Artificial intelligence can help with the unique challenges of missions to the edge of the solar system, according to the paper, which include an unknown environment, complex mission dynamics, diverse scientific payloads, uncertain exploration targets, long detection distances and long communication delays with limited data rates.
AI can enhance autonomy and reduce dependence on Earth through assisting data processing, autonomous perception and decision-making and efficient computing, according to authors from institutions including the Beijing Institute of Technology (BIT), China’s Deep Space Exploration Laboratory (DSEL), and the Shanghai Academy of Spaceflight Technology (SAST). The paper was published in the Journal of Deep Space Exploration.
Chinese space officials have previously stated that a mission to the head and tail of the heliosphere is being considered, with the aim of reaching a distance of 100 astronomical units (with 1 AU equivalent to the average Sun-Earth distance) by 2049. A longer-term goal is to reach a distance of 1,000 AU by the end of the century.
The mission, according to previous reports, would see the pair of radioisotope thermoelectric generator-powered spacecraft journey towards the head and tail of the heliosphere, using flybys of Jupiter and potentially visiting other planets and Kuiper belt objects in the outer solar system. Science goals include studying interplanetary dust, the interstellar medium, and phenomena such as Anomalous Cosmic Rays and the “hydrogen wall” at the boundary of the solar system and interstellar space. Tentative payloads include a range of optical cameras, dust and particle analyzers, a spectrometer and magnetometer.
The China National Space Administration officially organized and launched the demonstration of the implementation plan for a solar system boundary exploration project in 2020, and plans to study the mission were included in China’s most recent space white paper in 2021. Solar system boundary exploration was noted in a long-term space science roadmap published in October.
There have, however, been few official updates on the mission. The paper, published in late 2024, provides a somewhat indirect update along with a glimpse into planning for the mission. China has used AI in space in a limited manner previously, for example in the recent Chang’e-6 mission sample return mission. A micro rover used AI to take an image of the lander on the far side of the moon. It is also expected to be used for rovers on the future Chang’e-8 lunar south pole mission. NASA has also used AI in space exploration, for example embedded in the Perseverance Mars rover.

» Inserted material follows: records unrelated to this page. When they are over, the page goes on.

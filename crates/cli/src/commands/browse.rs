//! Catalog browsing commands.

use tuhogar_core::ProductId;
use tuhogar_storefront::catalog::{CatalogApi, ProductFilter, filter_products};
use tuhogar_storefront::models::Product;

use crate::context::{CliError, Context};

/// List catalog products, narrowed by the given filters.
pub async fn list(
    ctx: &Context,
    in_stock: bool,
    category: Option<String>,
    search: Option<String>,
) -> Result<(), CliError> {
    let products = ctx.catalog.list().await?;
    let filter = ProductFilter {
        in_stock_only: in_stock,
        category,
        search_term: search,
    };
    let filtered = filter_products(&products, &filter);

    if filtered.is_empty() {
        println!("No products match.");
        return Ok(());
    }

    for product in &filtered {
        println!(
            "{:>6}  {:<40} {:>10}  stock {:>4}  [{}]",
            product.id,
            product.title,
            product.price.to_string(),
            product.stock,
            product.category,
        );
    }
    println!("{} product(s)", filtered.len());
    Ok(())
}

/// Show one product in full.
pub async fn show(ctx: &Context, id: &str) -> Result<(), CliError> {
    let product = ctx.catalog.get(&ProductId::new(id)).await?;
    print_product(&product);
    Ok(())
}

fn print_product(product: &Product) {
    println!("{}", product.title);
    println!("  id:          {}", product.id);
    println!("  price:       {}", product.price);
    println!("  category:    {}", product.category);
    println!("  stock:       {}", product.stock);
    println!("  image:       {}", product.image);
    println!("  description: {}", product.description);
}
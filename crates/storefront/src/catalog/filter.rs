//! Pure product filtering pipeline.
//!
//! Recomputed from scratch on every input change: no counters, no state,
//! same inputs always produce the same output.

use crate::models::Product;

/// Narrowing criteria for a product list.
#[derive(Debug, Clone, Default)]
pub struct ProductFilter {
    /// Drop products with no stock.
    pub in_stock_only: bool,
    /// Keep only this exact category (case-sensitive).
    pub category: Option<String>,
    /// Case-insensitive substring over title, description, and category.
    pub search_term: Option<String>,
}

/// Apply the stock, category, and search stages in order, each narrowing
/// the previous stage's output.
#[must_use]
pub fn filter_products(products: &[Product], filter: &ProductFilter) -> Vec<Product> {
    let needle = filter
        .search_term
        .as_deref()
        .map(str::to_lowercase)
        .filter(|term| !term.is_empty());

    products
        .iter()
        .filter(|p| !filter.in_stock_only || p.stock > 0)
        .filter(|p| filter.category.as_deref().is_none_or(|c| p.category == c))
        .filter(|p| needle.as_deref().is_none_or(|term| matches_term(p, term)))
        .cloned()
        .collect()
}

fn matches_term(product: &Product, needle: &str) -> bool {
    product.title.to_lowercase().contains(needle)
        || product.description.to_lowercase().contains(needle)
        || product.category.to_lowercase().contains(needle)
}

AI for solar system boundary exploration
Artificial Intelligence could play a crucial role in China’s plans for solar system boundary exploration, according to the papers, enhancing spacecraft autonomy and reducing reliance on Earth-based control.

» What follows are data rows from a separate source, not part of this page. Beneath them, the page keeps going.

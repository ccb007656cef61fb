//! REST client for the remote catalog service.
//!
//! The service is a plain resource collection: `GET /products`,
//! `GET /products/{id}`, `POST /products`, `PUT /products/{id}`,
//! `DELETE /products/{id}`.

use std::sync::Arc;
use std::time::Duration;

use moka::future::Cache;
use serde::Serialize;
use serde_json::json;
use tracing::{debug, instrument};
use url::Url;

use tuhogar_core::{Price, ProductId};

use crate::catalog::CatalogError;
use crate::catalog::wire::ProductPayload;
use crate::models::Product;

/// Cache key for the product list (the only cached read).
const LIST_KEY: &str = "products";

/// A product to be created in the remote catalog.
///
/// The catalog assigns the id. A draft without an image gets a placeholder
/// keyed by category, preserved from the legacy admin form.
#[derive(Debug, Clone, Serialize)]
pub struct NewProduct {
    pub title: String,
    pub price: Price,
    pub description: String,
    pub category: String,
    pub stock: u32,
    #[serde(skip_serializing_if = "Option::is_none")]
    pub image: Option<String>,
}

/// Read/write surface of the remote catalog.
///
/// [`CatalogClient`] implements this against the live service; tests inject
/// in-memory fakes so store and checkout logic runs without a network.
#[allow(async_fn_in_trait)]
pub trait CatalogApi {
    /// Fetch the full product list.
    ///
    /// # Errors
    ///
    /// Returns [`CatalogError`] if the request or parse fails.
    async fn list(&self) -> Result<Vec<Product>, CatalogError>;

    /// Fetch one product by id. Always a live read.
    ///
    /// # Errors
    ///
    /// Returns [`CatalogError::NotFound`] if the id is unknown.
    async fn get(&self, id: &ProductId) -> Result<Product, CatalogError>;

    /// Create a product; the service assigns the id.
    ///
    /// # Errors
    ///
    /// Returns [`CatalogError`] if the request or parse fails.
    async fn create(&self, draft: NewProduct) -> Result<Product, CatalogError>;

    /// Replace the product stored under `id` with `product`.
    ///
    /// # Errors
    ///
    /// Returns [`CatalogError::NotFound`] if the id is unknown.
    async fn update(&self, id: &ProductId, product: &Product) -> Result<Product, CatalogError>;

    /// Delete the product stored under `id`.
    ///
    /// # Errors
    ///
    /// Returns [`CatalogError::NotFound`] if the id is unknown.
    async fn delete(&self, id: &ProductId) -> Result<(), CatalogError>;
}

/// Client for the remote catalog service.
///
/// List responses are cached for 5 minutes; every mutation invalidates the
/// cached list. `get` bypasses the cache so checkout's read-modify-write
/// observes live stock.
#[derive(Clone)]
pub struct CatalogClient {
    inner: Arc<CatalogClientInner>,
}

struct CatalogClientInner {
    client: reqwest::Client,
    endpoint: String,
    cache: Cache<String, Vec<Product>>,
}

impl CatalogClient {
    /// Create a new catalog client for the given service base URL.
    #[must_use]
    pub fn new(base_url: &Url) -> Self {
        let cache = Cache::builder()
            .max_capacity(16)
            .time_to_live(Duration::from_secs(300)) // 5 minutes
            .build();

        let endpoint = format!("{}/products", base_url.as_str().trim_end_matches('/'));

        Self {
            inner: Arc::new(CatalogClientInner {
                client: reqwest::Client::new(),
                endpoint,
                cache,
            }),
        }
    }

    fn product_url(&self, id: &ProductId) -> String {
        format!("{}/{}", self.inner.endpoint, id)
    }

    /// Execute a request and return the response body.
    ///
    /// `missing` is returned for a 404 so callers can map it to the id they
    /// asked about.
    async fn execute(
        &self,
        request: reqwest::RequestBuilder,
        url: &str,
        missing: Option<&ProductId>,
    ) -> Result<String, CatalogError> {
        let response = request.send().await?;
        let status = response.status();

        if status == reqwest::StatusCode::NOT_FOUND
            && let Some(id) = missing
        {
            return Err(CatalogError::NotFound(id.clone()));
        }

        let body = response.text().await?;

        if !status.is_success() {
            tracing::warn!(
                status = %status,
                url,
                body = %body.chars().take(200).collect::<String>(),
                "catalog returned non-success status"
            );
            return Err(CatalogError::Status {
                status: status.as_u16(),
                url: url.to_owned(),
            });
        }

        Ok(body)
    }

    async fn fetch_list(&self) -> Result<Vec<Product>, CatalogError> {
        let url = self.inner.endpoint.clone();
        let body = self
            .execute(self.inner.client.get(&url), &url, None)
            .await?;
        let payloads: Vec<ProductPayload> = serde_json::from_str(&body)?;
        Ok(payloads.into_iter().map(ProductPayload::into_product).collect())
    }
}

impl CatalogApi for CatalogClient {
    #[instrument(skip(self))]
    async fn list(&self) -> Result<Vec<Product>, CatalogError> {
        if let Some(products) = self.inner.cache.get(LIST_KEY).await {
            debug!("serving product list from cache");
            return Ok(products);
        }

        let products = self.fetch_list().await?;
        self.inner
            .cache
            .insert(LIST_KEY.to_owned(), products.clone())
            .await;
        Ok(products)
    }

    #[instrument(skip(self))]
    async fn get(&self, id: &ProductId) -> Result<Product, CatalogError> {
        let url = self.product_url(id);
        let body = self
            .execute(self.inner.client.get(&url), &url, Some(id))
            .await?;
        let payload: ProductPayload = serde_json::from_str(&body)?;
        Ok(payload.into_product())
    }

    #[instrument(skip(self, draft), fields(title = %draft.title))]
    async fn create(&self, draft: NewProduct) -> Result<Product, CatalogError> {
        let image = draft
            .image
            .clone()
            .unwrap_or_else(|| placeholder_image(&draft.category));
        let body = json!({
            "title": draft.title,
            "price": draft.price,
            "description": draft.description,
            "category": draft.category,
            "stock": draft.stock,
            "image": image,
        });

        let url = self.inner.endpoint.clone();
        let body = self
            .execute(self.inner.client.post(&url).json(&body), &url, None)
            .await?;
        let payload: ProductPayload = serde_json::from_str(&body)?;

        self.inner.cache.invalidate(LIST_KEY).await;
        Ok(payload.into_product())
    }

    #[instrument(skip(self, product))]
    async fn update(&self, id: &ProductId, product: &Product) -> Result<Product, CatalogError> {
        let url = self.product_url(id);
        let body = self
            .execute(self.inner.client.put(&url).json(product), &url, Some(id))
            .await?;
        let payload: ProductPayload = serde_json::from_str(&body)?;

        self.inner.cache.invalidate(LIST_KEY).await;
        Ok(payload.into_product())
    }

    #[instrument(skip(self))]
    async fn delete(&self, id: &ProductId) -> Result<(), CatalogError> {
        let url = self.product_url(id);
        self.execute(self.inner.client.delete(&url), &url, Some(id))
            .await?;

        self.inner.cache.invalidate(LIST_KEY).await;
        Ok(())
    }
}

/// Placeholder image for drafts created without one, keyed by category.
fn placeholder_image(category: &str) -> String {
    let topic = match category {
        "men's clothing" => "clothing,man",
        "women's clothing" => "clothing,woman",
        "electronics" => "electronics,gadget",
        "jewelery" => "jewelery",
        _ => "product",
    };
    let seed: u16 = rand::random_range(0..1000);
    format!("https://loremflickr.com/320/240/{topic}?random={seed}")
}

#[cfg(test)]
#[allow(clippy::unwrap_used)]
mod tests {
    use super::*;

    #[test]
    fn test_endpoint_trims_trailing_slash() {
        let base: Url = "https://catalog.example/tuhogar/".parse().unwrap();
        let client = CatalogClient::new(&base);
        assert_eq!(
            client.inner.endpoint,
            "https://catalog.example/tuhogar/products"
        );
        assert_eq!(
            client.product_url(&ProductId::new("7")),
            "https://catalog.example/tuhogar/products/7"
        );
    }

    #[test]
    fn test_placeholder_image_by_category() {
        assert!(placeholder_image("electronics").contains("/electronics,gadget?"));
        assert!(placeholder_image("jewelery").contains("/jewelery?"));
        assert!(placeholder_image("garden").contains("/product?"));
    }
}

AI-driven data processing can help ensure that spacecraft transmit only essential information, given long distances and constrained data rates. AI-driven data cleaning can also remove errors and inconsistencies before transmission, while data fusion combines inputs from multiple sensors to increase accuracy. Additionally, AI-based data compression techniques such as using autoencoders, which reduce data volume by identifying and encoding only the most critical information, may significantly reduce the volume of information sent back to Earth without losing critical details, a vital capability given the vast distances involved in such missions.
AI may also enable autonomous perception, allowing spacecraft to sense and model unknown environments effectively. By employing advanced AI algorithms, spacecraft can autonomously detect and react to rare but scientifically valuable events, such as solar storms or asteroid impacts. The authors suggest deep convolutional neural networks can effectively improve the performance of multi-source detection data fusion processing for image processing. Additionally, AI-driven probe health monitoring systems can assess hardware status continuously, predicting potential failures to ensure mission longevity and reliability.

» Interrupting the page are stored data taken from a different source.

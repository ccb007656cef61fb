//! Newtype IDs for type-safe entity references.
//!
//! Use the `define_id!` macro to create type-safe ID wrappers that prevent
//! accidentally mixing IDs from different entity types. The remote catalog
//! addresses entities by opaque string identifiers, so IDs wrap `String`.

/// Macro to define a type-safe ID wrapper.
///
/// Creates a newtype wrapper around `String` with:
/// - `Serialize`/`Deserialize` with `#[serde(transparent)]`
/// - `Debug`, `Clone`, `PartialEq`, `Eq`, `Hash`, `PartialOrd`, `Ord`
/// - Conversion methods: `new()`, `as_str()`
/// - `From<String>`, `From<&str>`, and `Into<String>` implementations
///
/// # Example
///
/// ```rust
/// # use tuhogar_core::define_id;
/// define_id!(ProductId);
/// define_id!(OrderId);
///
/// let product_id = ProductId::new("42");
/// let order_id = OrderId::new("42");
///
/// // These are different types, so this won't compile:
/// // let _: ProductId = order_id;
/// ```
#[macro_export]
macro_rules! define_id {
    ($name:ident) => {
        #[derive(
            Debug,
            Clone,
            PartialEq,
            Eq,
            Hash,
            PartialOrd,
            Ord,
            ::serde::Serialize,
            ::serde::Deserialize
        )]
        #[serde(transparent)]
        pub struct $name(String);

        impl $name {
            /// Create a new ID from any string-like value.
            #[must_use]
            pub fn new(id: impl Into<String>) -> Self {
                Self(id.into())
            }

            /// Get the underlying string value.
            #[must_use]
            pub fn as_str(&self) -> &str {
                &self.0
            }
        }

        impl ::core::fmt::Display for $name {
            fn fmt(&self, f: &mut ::core::fmt::Formatter<'_>) -> ::core::fmt::Result {
                write!(f, "{}", self.0)
            }
        }

        impl From<String> for $name {
            fn from(id: String) -> Self {
                Self(id)
            }
        }

        impl From<&str> for $name {
            fn from(id: &str) -> Self {
                Self(id.to_owned())
            }
        }

        impl From<$name> for String {
            fn from(id: $name) -> Self {
                id.0
            }
        }
    };
}

// Define standard entity IDs
define_id!(ProductId);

Another possible benefit is autonomous decision-making capabilities powered by AI which could further strengthen mission resilience. AI-driven navigation and control systems can optimize trajectories and make course adjustments with minimal Earth-based intervention. Mission planning systems leveraging AI—such as Reinforcement Learning (RL) to enable autonomous decision-making and real-time mission planning based on feedback from the environment—may also be able to adapt to changing conditions, prioritize tasks autonomously, and ensure efficient use of limited resources. Additionally, AI-based fault management systems will diagnose and self-correct spacecraft malfunctions in real-time, enhancing mission safety, without a back-and-forth between Earth and distant spacecraft with significant light-time delays.
Efficient computing meanwhile can ameliorate the challenges of limited processing power onboard spacecraft. An AI-assisted approach could emphasize developing lightweight AI algorithms that require minimal computational resources, ensuring their effective deployment in deep space, the authors note.
Only a handful of spacecraft have been launched towards the edges of the solar system or heliopause. These include Pioneer 10 and 11, Voyager 1 and 2, the Interstellar Boundary Explorer (IBEX), and the New Horizons mission. China’s apparent intention to utilize artificial intelligence for its own solar system boundary mission underscores the growing significance of AI in space exploration, highlighting how such cutting-edge technologies could enhance mission capabilities in deep space.